◆ Exercise objective:
Each line in the records below that has the word "NewAccount" should be copied.

#### Supplied entries

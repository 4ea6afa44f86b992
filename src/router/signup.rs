use axum::Json;
use axum::extract::State;
use axum::extract::rejection::JsonRejection;
use axum::http::StatusCode;
use serde::Deserialize;

use crate::AppState;
use crate::account::{Account, NewAccount};
use crate::error::{Result, ServerError};

/// Raw signup request body.
///
/// Presence is checked by the handler, not by serde, so that a missing
/// field maps to the contractual error instead of a rejection.
#[derive(Debug, Deserialize)]
#[serde(rename_all = "camelCase")]
pub struct Body {
    pub name: Option<String>,
    pub email: Option<String>,
    pub password: Option<String>,
    pub password_confirm: Option<String>,
}

/// Required-field guard. An empty string counts as absent.
fn require<'a>(
    field: &'static str,
    value: &'a Option<String>,
) -> Result<&'a str> {
    match value.as_deref() {
        Some(value) if !value.is_empty() => Ok(value),
        _ => Err(ServerError::MissingParameter { field }),
    }
}

/// Handler to sign up a new account.
///
/// Checks required fields in a fixed order (first failure wins), asks
/// the email validator for a verdict, then delegates creation. Always
/// resolves to exactly one of 200, 400 or 500.
pub async fn handler(
    State(state): State<AppState>,
    payload: std::result::Result<Json<Body>, JsonRejection>,
) -> Result<(StatusCode, Json<Account>)> {
    let Json(body) = payload?;

    let name = require("name", &body.name)?;
    let email = require("email", &body.email)?;
    let password = require("password", &body.password)?;
    require("passwordConfirm", &body.password_confirm)?;

    if !state.email.is_valid(email)? {
        return Err(ServerError::InvalidParameter { field: "email" });
    }

    // `passwordConfirm` stays behind: it only exists for client-side
    // confirmation.
    let account = state
        .accounts
        .add(NewAccount {
            name: name.to_owned(),
            email: email.to_owned(),
            password: password.to_owned(),
        })
        .await?;

    Ok((StatusCode::OK, Json(account)))
}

########

◆ Reply to the exercise:
use crate::account::{Account, NewAccount};
        .add(NewAccount {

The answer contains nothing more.